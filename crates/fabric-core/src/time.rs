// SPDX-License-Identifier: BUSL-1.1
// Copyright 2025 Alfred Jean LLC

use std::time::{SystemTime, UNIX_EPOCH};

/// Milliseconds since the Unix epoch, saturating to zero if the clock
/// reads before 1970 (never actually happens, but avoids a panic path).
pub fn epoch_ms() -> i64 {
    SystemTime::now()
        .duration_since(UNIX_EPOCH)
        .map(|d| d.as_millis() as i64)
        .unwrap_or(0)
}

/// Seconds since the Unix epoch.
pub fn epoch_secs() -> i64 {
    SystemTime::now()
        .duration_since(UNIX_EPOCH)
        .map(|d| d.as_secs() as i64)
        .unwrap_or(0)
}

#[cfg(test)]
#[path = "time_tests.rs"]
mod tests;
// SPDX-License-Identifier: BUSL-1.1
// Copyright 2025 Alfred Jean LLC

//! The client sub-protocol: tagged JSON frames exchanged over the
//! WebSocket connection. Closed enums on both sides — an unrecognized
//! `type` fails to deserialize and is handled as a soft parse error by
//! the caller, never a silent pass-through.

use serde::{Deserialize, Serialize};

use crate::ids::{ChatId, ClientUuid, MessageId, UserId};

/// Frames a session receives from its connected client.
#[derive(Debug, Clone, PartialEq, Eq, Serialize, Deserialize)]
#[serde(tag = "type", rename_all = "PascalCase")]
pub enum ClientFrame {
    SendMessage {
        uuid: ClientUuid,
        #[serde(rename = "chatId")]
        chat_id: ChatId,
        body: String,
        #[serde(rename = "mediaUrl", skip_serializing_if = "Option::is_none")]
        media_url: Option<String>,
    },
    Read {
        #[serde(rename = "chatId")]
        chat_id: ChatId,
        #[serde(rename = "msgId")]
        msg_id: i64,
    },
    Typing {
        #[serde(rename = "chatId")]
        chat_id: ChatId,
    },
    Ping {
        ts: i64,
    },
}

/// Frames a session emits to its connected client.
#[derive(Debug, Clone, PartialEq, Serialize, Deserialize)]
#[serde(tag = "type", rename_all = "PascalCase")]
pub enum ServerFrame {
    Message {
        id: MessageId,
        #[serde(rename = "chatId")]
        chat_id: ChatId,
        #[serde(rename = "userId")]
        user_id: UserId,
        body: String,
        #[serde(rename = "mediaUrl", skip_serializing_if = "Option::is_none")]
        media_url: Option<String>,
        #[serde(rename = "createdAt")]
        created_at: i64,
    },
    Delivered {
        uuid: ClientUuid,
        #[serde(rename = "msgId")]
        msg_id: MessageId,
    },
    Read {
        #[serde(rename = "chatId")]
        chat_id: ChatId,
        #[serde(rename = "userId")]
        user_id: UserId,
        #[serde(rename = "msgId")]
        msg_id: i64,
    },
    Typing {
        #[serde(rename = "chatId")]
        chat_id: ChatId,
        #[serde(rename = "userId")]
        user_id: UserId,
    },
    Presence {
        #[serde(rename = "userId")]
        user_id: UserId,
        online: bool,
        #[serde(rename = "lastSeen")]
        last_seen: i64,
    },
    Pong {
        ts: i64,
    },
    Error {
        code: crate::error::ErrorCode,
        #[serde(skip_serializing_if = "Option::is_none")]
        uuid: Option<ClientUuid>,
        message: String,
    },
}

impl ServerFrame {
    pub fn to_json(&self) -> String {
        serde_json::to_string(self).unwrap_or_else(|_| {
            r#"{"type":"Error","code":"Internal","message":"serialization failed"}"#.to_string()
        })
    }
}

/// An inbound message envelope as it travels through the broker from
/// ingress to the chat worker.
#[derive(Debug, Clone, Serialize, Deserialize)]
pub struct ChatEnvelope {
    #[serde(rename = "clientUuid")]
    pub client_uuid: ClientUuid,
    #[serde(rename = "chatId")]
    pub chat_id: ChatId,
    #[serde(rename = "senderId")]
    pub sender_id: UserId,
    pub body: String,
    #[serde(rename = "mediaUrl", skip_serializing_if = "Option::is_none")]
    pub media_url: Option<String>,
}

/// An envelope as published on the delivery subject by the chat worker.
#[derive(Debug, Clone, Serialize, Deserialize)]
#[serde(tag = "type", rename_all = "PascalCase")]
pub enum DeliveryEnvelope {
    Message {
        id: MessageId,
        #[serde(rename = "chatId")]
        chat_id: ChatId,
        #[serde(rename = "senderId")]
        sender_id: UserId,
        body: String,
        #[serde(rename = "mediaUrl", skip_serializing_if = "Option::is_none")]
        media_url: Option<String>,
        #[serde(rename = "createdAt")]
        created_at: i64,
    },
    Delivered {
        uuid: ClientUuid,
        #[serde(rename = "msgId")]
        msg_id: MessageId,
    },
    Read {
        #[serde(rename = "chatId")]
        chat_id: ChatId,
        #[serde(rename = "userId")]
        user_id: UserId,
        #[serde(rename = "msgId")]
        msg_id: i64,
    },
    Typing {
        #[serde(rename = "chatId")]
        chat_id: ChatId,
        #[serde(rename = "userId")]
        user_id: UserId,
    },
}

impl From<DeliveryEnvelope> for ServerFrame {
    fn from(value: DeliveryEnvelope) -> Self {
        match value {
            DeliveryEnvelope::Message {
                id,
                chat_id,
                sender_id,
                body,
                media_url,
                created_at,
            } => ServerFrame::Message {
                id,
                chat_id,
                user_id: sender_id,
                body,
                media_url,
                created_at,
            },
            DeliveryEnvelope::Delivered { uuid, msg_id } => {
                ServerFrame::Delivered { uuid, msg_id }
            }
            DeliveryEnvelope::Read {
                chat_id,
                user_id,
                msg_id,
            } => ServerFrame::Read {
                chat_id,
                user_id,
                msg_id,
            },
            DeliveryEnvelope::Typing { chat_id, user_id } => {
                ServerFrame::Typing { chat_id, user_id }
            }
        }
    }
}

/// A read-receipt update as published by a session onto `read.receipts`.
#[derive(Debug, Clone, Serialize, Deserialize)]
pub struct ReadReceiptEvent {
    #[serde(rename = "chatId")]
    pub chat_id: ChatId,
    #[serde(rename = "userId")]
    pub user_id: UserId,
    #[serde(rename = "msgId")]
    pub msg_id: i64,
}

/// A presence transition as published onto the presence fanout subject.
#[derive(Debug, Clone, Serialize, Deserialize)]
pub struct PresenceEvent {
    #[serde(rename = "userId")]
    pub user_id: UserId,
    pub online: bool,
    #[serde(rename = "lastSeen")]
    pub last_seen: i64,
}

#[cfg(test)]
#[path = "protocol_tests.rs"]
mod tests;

TO DO:
Give every record again, exactly as it reads.

COMPLETED TASK:
filename crates/fabric-core/src/time.rs
// SPDX-License-Identifier: BUSL-1.1
// Copyright 2025 Alfred Jean LLC

use std::time::{SystemTime, UNIX_EPOCH};

/// Milliseconds since the Unix epoch, saturating to zero if the clock
/// reads before 1970 (never actually happens, but avoids a panic path).
pub fn epoch_ms() -> i64 {
    SystemTime::now()
        .duration_since(UNIX_EPOCH)
        .map(|d| d.as_millis() as i64)
        .unwrap_or(0)
}

/// Seconds since the Unix epoch.
pub fn epoch_secs() -> i64 {
    SystemTime::now()
        .duration_since(UNIX_EPOCH)
        .map(|d| d.as_secs() as i64)
        .unwrap_or(0)
}

#[cfg(test)]
#[path = "time_tests.rs"]
mod tests;
// SPDX-License-Identifier: BUSL-1.1
// Copyright 2025 Alfred Jean LLC

//! The client sub-protocol: tagged JSON frames exchanged over the
//! WebSocket connection. Closed enums on both sides — an unrecognized
//! `type` fails to deserialize and is handled as a soft parse error by
//! the caller, never a silent pass-through.

use serde::{Deserialize, Serialize};

use crate::ids::{ChatId, ClientUuid, MessageId, UserId};

/// Frames a session receives from its connected client.
#[derive(Debug, Clone, PartialEq, Eq, Serialize, Deserialize)]
#[serde(tag = "type", rename_all = "PascalCase")]
pub enum ClientFrame {
    SendMessage {
        uuid: ClientUuid,
        #[serde(rename = "chatId")]
        chat_id: ChatId,
        body: String,
        #[serde(rename = "mediaUrl", skip_serializing_if = "Option::is_none")]
        media_url: Option<String>,
    },
    Read {
        #[serde(rename = "chatId")]
        chat_id: ChatId,
        #[serde(rename = "msgId")]
        msg_id: i64,
    },
    Typing {
        #[serde(rename = "chatId")]
        chat_id: ChatId,
    },
    Ping {
        ts: i64,
    },
}

/// Frames a session emits to its connected client.
#[derive(Debug, Clone, PartialEq, Serialize, Deserialize)]
#[serde(tag = "type", rename_all = "PascalCase")]
pub enum ServerFrame {
    Message {
        id: MessageId,
        #[serde(rename = "chatId")]
        chat_id: ChatId,
        #[serde(rename = "userId")]
        user_id: UserId,
        body: String,
        #[serde(rename = "mediaUrl", skip_serializing_if = "Option::is_none")]
        media_url: Option<String>,
        #[serde(rename = "createdAt")]
        created_at: i64,
    },
    Delivered {
        uuid: ClientUuid,
        #[serde(rename = "msgId")]
        msg_id: MessageId,
    },
    Read {
        #[serde(rename = "chatId")]
        chat_id: ChatId,
        #[serde(rename = "userId")]
        user_id: UserId,
        #[serde(rename = "msgId")]
        msg_id: i64,
    },
    Typing {
        #[serde(rename = "chatId")]
        chat_id: ChatId,
        #[serde(rename = "userId")]
        user_id: UserId,
    },
    Presence {
        #[serde(rename = "userId")]
        user_id: UserId,
        online: bool,
        #[serde(rename = "lastSeen")]
        last_seen: i64,
    },
    Pong {
        ts: i64,
    },
    Error {
        code: crate::error::ErrorCode,
        #[serde(skip_serializing_if = "Option::is_none")]
        uuid: Option<ClientUuid>,
        message: String,
    },
}

impl ServerFrame {
    pub fn to_json(&self) -> String {
        serde_json::to_string(self).unwrap_or_else(|_| {
            r#"{"type":"Error","code":"Internal","message":"serialization failed"}"#.to_string()
        })
    }
}

/// An inbound message envelope as it travels through the broker from
/// ingress to the chat worker.
#[derive(Debug, Clone, Serialize, Deserialize)]
pub struct ChatEnvelope {
    #[serde(rename = "clientUuid")]
    pub client_uuid: ClientUuid,
    #[serde(rename = "chatId")]
    pub chat_id: ChatId,
    #[serde(rename = "senderId")]
    pub sender_id: UserId,
    pub body: String,
    #[serde(rename = "mediaUrl", skip_serializing_if = "Option::is_none")]
    pub media_url: Option<String>,
}

/// An envelope as published on the delivery subject by the chat worker.
#[derive(Debug, Clone, Serialize, Deserialize)]
#[serde(tag = "type", rename_all = "PascalCase")]
pub enum DeliveryEnvelope {
    Message {
        id: MessageId,
        #[serde(rename = "chatId")]
        chat_id: ChatId,
        #[serde(rename = "senderId")]
        sender_id: UserId,
        body: String,
        #[serde(rename = "mediaUrl", skip_serializing_if = "Option::is_none")]
        media_url: Option<String>,
        #[serde(rename = "createdAt")]
        created_at: i64,
    },
    Delivered {
        uuid: ClientUuid,
        #[serde(rename = "msgId")]
        msg_id: MessageId,
    },
    Read {
        #[serde(rename = "chatId")]
        chat_id: ChatId,
        #[serde(rename = "userId")]
        user_id: UserId,
        #[serde(rename = "msgId")]
        msg_id: i64,
    },
    Typing {
        #[serde(rename = "chatId")]
        chat_id: ChatId,
        #[serde(rename = "userId")]
        user_id: UserId,
    },
}

impl From<DeliveryEnvelope> for ServerFrame {
    fn from(value: DeliveryEnvelope) -> Self {
        match value {
            DeliveryEnvelope::Message {
                id,
                chat_id,
                sender_id,
                body,
                media_url,
                created_at,
            } => ServerFrame::Message {
                id,
                chat_id,
                user_id: sender_id,
                body,
                media_url,
                created_at,
            },
            DeliveryEnvelope::Delivered { uuid, msg_id } => {
                ServerFrame::Delivered { uuid, msg_id }
            }
            DeliveryEnvelope::Read {
                chat_id,
                user_id,
                msg_id,
            } => ServerFrame::Read {
                chat_id,
                user_id,
                msg_id,
            },
            DeliveryEnvelope::Typing { chat_id, user_id } => {
                ServerFrame::Typing { chat_id, user_id }
            }
        }
    }
}

/// A read-receipt update as published by a session onto `read.receipts`.
#[derive(Debug, Clone, Serialize, Deserialize)]
pub struct ReadReceiptEvent {
    #[serde(rename = "chatId")]
    pub chat_id: ChatId,
    #[serde(rename = "userId")]
    pub user_id: UserId,
    #[serde(rename = "msgId")]
    pub msg_id: i64,
}

/// A presence transition as published onto the presence fanout subject.
#[derive(Debug, Clone, Serialize, Deserialize)]
pub struct PresenceEvent {
    #[serde(rename = "userId")]
    pub user_id: UserId,
    pub online: bool,
    #[serde(rename = "lastSeen")]
    pub last_seen: i64,
}

#[cfg(test)]
#[path = "protocol_tests.rs"]
mod tests;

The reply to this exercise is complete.